_Directions for this task_
Determine the number of lines in the data that include the word "ChatId", and write only that number.

Material shown START

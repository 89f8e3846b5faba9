use std::sync::Arc;

use async_trait::async_trait;
use serde_json::Value;

use tgmcp_core::{
    domain::{
        SendPollParams, POLL_MAX_OPTIONS, POLL_MIN_OPTIONS, POLL_OPEN_PERIOD_MAX,
        POLL_OPEN_PERIOD_MIN, POLL_OPTION_TEXT_MAX, POLL_QUESTION_MAX,
    },
    ports::BotApi,
};

use crate::schema::{ParamKind, ParamSchema};

use super::{Tool, ToolResult};

/// `sendPoll`: native poll in a chat. Arguments use the wire's snake_case
/// names and deserialize straight into [`SendPollParams`], so everything the
/// remote method accepts is expressible here.
pub struct SendPollTool {
    api: Arc<dyn BotApi>,
    schema: ParamSchema,
}

impl SendPollTool {
    pub fn new(api: Arc<dyn BotApi>) -> Self {
        let option_schema = ParamSchema::new()
            .required(
                "text",
                ParamKind::string_bounded(1, POLL_OPTION_TEXT_MAX),
                "Option text, 1-100 characters",
            )
            .optional(
                "text_parse_mode",
                ParamKind::string(),
                "Mode for parsing entities in the option text",
            )
            .optional(
                "text_entities",
                ParamKind::array(ParamKind::Any),
                "Special entities that appear in the option text",
            );

        let reply_parameters_schema = ParamSchema::new()
            .required(
                "message_id",
                ParamKind::integer(),
                "Identifier of the message to reply to",
            )
            .optional(
                "chat_id",
                ParamKind::ChatId,
                "Chat the message to reply to belongs to, if different from the target chat",
            )
            .optional(
                "allow_sending_without_reply",
                ParamKind::Boolean,
                "Pass True if the message should be sent even if the replied-to message is not found",
            )
            .optional("quote", ParamKind::string(), "Quoted part of the message to be replied to")
            .optional(
                "quote_parse_mode",
                ParamKind::string(),
                "Mode for parsing entities in the quote",
            )
            .optional(
                "quote_entities",
                ParamKind::array(ParamKind::Any),
                "Special entities that appear in the quote",
            )
            .optional(
                "quote_position",
                ParamKind::integer(),
                "Position of the quote in the original message",
            );

        Self {
            api,
            schema: ParamSchema::new()
                .required(
                    "chat_id",
                    ParamKind::ChatId,
                    "Unique identifier for the target chat or username of the target channel",
                )
                .required(
                    "question",
                    ParamKind::string_bounded(1, POLL_QUESTION_MAX),
                    "Poll question, 1-300 characters",
                )
                .required(
                    "options",
                    ParamKind::array_bounded(
                        ParamKind::Object(option_schema),
                        POLL_MIN_OPTIONS,
                        POLL_MAX_OPTIONS,
                    ),
                    "List of 2-10 answer options",
                )
                .optional(
                    "business_connection_id",
                    ParamKind::string(),
                    "Unique identifier of the business connection on behalf of which the message will be sent",
                )
                .optional(
                    "message_thread_id",
                    ParamKind::integer(),
                    "Unique identifier for the target message thread (topic) of the forum",
                )
                .optional(
                    "question_parse_mode",
                    ParamKind::string(),
                    "Mode for parsing entities in the question",
                )
                .optional(
                    "question_entities",
                    ParamKind::array(ParamKind::Any),
                    "Special entities that appear in the poll question",
                )
                .optional(
                    "is_anonymous",
                    ParamKind::Boolean,
                    "True if the poll needs to be anonymous, defaults to True",
                )
                .optional(
                    "type",
                    ParamKind::string_enum(&["quiz", "regular"]),
                    "Poll type, defaults to \"regular\"",
                )
                .optional(
                    "allows_multiple_answers",
                    ParamKind::Boolean,
                    "True if the poll allows multiple answers, ignored for quiz polls",
                )
                .optional(
                    "correct_option_id",
                    ParamKind::integer_bounded(0, (POLL_MAX_OPTIONS - 1) as i64),
                    "0-based identifier of the correct answer option, required for quiz polls",
                )
                .optional(
                    "explanation",
                    ParamKind::string_max(200),
                    "Text shown when a user chooses an incorrect answer, 0-200 characters",
                )
                .optional(
                    "explanation_parse_mode",
                    ParamKind::string(),
                    "Mode for parsing entities in the explanation",
                )
                .optional(
                    "explanation_entities",
                    ParamKind::array(ParamKind::Any),
                    "Special entities that appear in the explanation",
                )
                .optional(
                    "open_period",
                    ParamKind::integer_bounded(
                        POLL_OPEN_PERIOD_MIN as i64,
                        POLL_OPEN_PERIOD_MAX as i64,
                    ),
                    "Time in seconds the poll will be active, 5-600. Cannot be used with close_date",
                )
                .optional(
                    "close_date",
                    ParamKind::integer(),
                    "Unix timestamp when the poll will be closed. Cannot be used with open_period",
                )
                .optional(
                    "is_closed",
                    ParamKind::Boolean,
                    "Pass True if the poll needs to be immediately closed",
                )
                .optional(
                    "disable_notification",
                    ParamKind::Boolean,
                    "Sends the message silently",
                )
                .optional(
                    "protect_content",
                    ParamKind::Boolean,
                    "Protects the contents of the sent message from forwarding and saving",
                )
                .optional(
                    "allow_paid_broadcast",
                    ParamKind::Boolean,
                    "Pass True to allow up to 1000 messages per second for a fee",
                )
                .optional(
                    "message_effect_id",
                    ParamKind::string(),
                    "Unique identifier of the message effect to be added to the message",
                )
                .optional(
                    "reply_parameters",
                    ParamKind::Object(reply_parameters_schema),
                    "Description of the message to reply to",
                )
                .optional(
                    "reply_markup",
                    ParamKind::FreeForm,
                    "Additional interface options for the message",
                ),
        }
    }
}

#[async_trait]
impl Tool for SendPollTool {
    fn name(&self) -> &'static str {
        "sendPoll"
    }

    fn description(&self) -> &'static str {
        "Send a native poll to a chat"
    }

    fn schema(&self) -> &ParamSchema {
        &self.schema
    }

    async fn execute(&self, args: Value) -> ToolResult {
        let params: SendPollParams = match serde_json::from_value(args) {
            Ok(p) => p,
            Err(e) => return ToolResult::error(e),
        };

        let question = params.question.clone();
        let chat = params.chat_id.clone();
        match self.api.send_poll(params).await {
            Ok(message) => ToolResult::json(&serde_json::json!({
                "success": true,
                "message": message,
                "info": format!("Poll \"{question}\" sent successfully to chat {chat}"),
            })),
            Err(e) => ToolResult::error(e),
        }
    }
}
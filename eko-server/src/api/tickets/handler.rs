//! Admin Ticket Handlers

use axum::{
    Json,
    extract::{Query, State},
    response::{IntoResponse, Response},
};
use serde::Deserialize;

use crate::api::convert::millis_to_datetime;
use crate::core::ServerState;
use crate::db::repository::{TicketFilter, TicketRepository, record_id};
use crate::utils::csv::csv_field;
use crate::utils::time::{day_end_millis, day_start_millis, parse_date};
use crate::utils::{AppResponse, AppResult, ok};
use shared::GARMENT_KEYS;
use shared::models::Ticket;

/// Shared by the listing and the export. Dates are whole UTC days,
/// both ends inclusive.
#[derive(Debug, Default, Deserialize)]
pub struct TicketQuery {
    /// YYYY-MM-DD
    pub start: Option<String>,
    /// YYYY-MM-DD
    pub end: Option<String>,
    pub company_id: Option<String>,
    pub site_id: Option<String>,
    /// Case-insensitive substring over guard, site and company names
    pub search: Option<String>,
}

impl TicketQuery {
    fn into_filter(self) -> AppResult<TicketFilter> {
        let start = match self.start.as_deref() {
            Some(d) => Some(day_start_millis(parse_date(d)?)),
            None => None,
        };
        let end = match self.end.as_deref() {
            Some(d) => Some(day_end_millis(parse_date(d)?)),
            None => None,
        };
        Ok(TicketFilter {
            start,
            end,
            company: self.company_id.as_deref().map(|id| record_id("company", id)),
            site: self.site_id.as_deref().map(|id| record_id("site", id)),
            search: self.search.filter(|s| !s.trim().is_empty()),
        })
    }
}

/// GET /api/admin/tickets
pub async fn list(
    State(state): State<ServerState>,
    Query(query): Query<TicketQuery>,
) -> AppResult<Json<AppResponse<Vec<Ticket>>>> {
    let filter = query.into_filter()?;
    let tickets = TicketRepository::new(state.get_db())
        .list_filtered(filter)
        .await?;
    Ok(ok(tickets.into_iter().map(Into::into).collect()))
}

/// GET /api/admin/tickets/export
///
/// CSV with one column per garment key, suitable for spreadsheets.
pub async fn export_csv(
    State(state): State<ServerState>,
    Query(query): Query<TicketQuery>,
) -> AppResult<Response> {
    let filter = query.into_filter()?;
    let tickets = TicketRepository::new(state.get_db())
        .list_filtered(filter)
        .await?;

    let mut csv = String::new();
    csv.push_str("ref,created_at,company,site,guard_name,phone,email");
    for key in GARMENT_KEYS {
        csv.push(',');
        csv.push_str(&csv_field(key));
    }
    csv.push_str(",notes,total_cost\n");

    for t in &tickets {
        csv.push_str(&csv_field(&t.ref_code));
        csv.push(',');
        csv.push_str(&millis_to_datetime(t.created_at).to_rfc3339());
        csv.push(',');
        csv.push_str(&csv_field(&t.company_name));
        csv.push(',');
        csv.push_str(&csv_field(&t.site_name));
        csv.push(',');
        csv.push_str(&csv_field(&t.guard_name));
        csv.push(',');
        csv.push_str(&csv_field(&t.phone));
        csv.push(',');
        csv.push_str(&csv_field(&t.email));
        for key in GARMENT_KEYS {
            let qty = t.items.get(*key).copied().unwrap_or(0);
            csv.push(',');
            csv.push_str(&qty.to_string());
        }
        csv.push(',');
        csv.push_str(&csv_field(t.notes.as_deref().unwrap_or("")));
        csv.push(',');
        csv.push_str(&format!("{:.2}", t.total_cost));
        csv.push('\n');
    }

    Ok((
        [
            (http::header::CONTENT_TYPE, "text/csv; charset=utf-8"),
            (
                http::header::CONTENT_DISPOSITION,
                "attachment; filename=\"tickets.csv\"",
            ),
        ],
        csv,
    )
        .into_response())
}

Material shown END

_Answer to the exercise_
2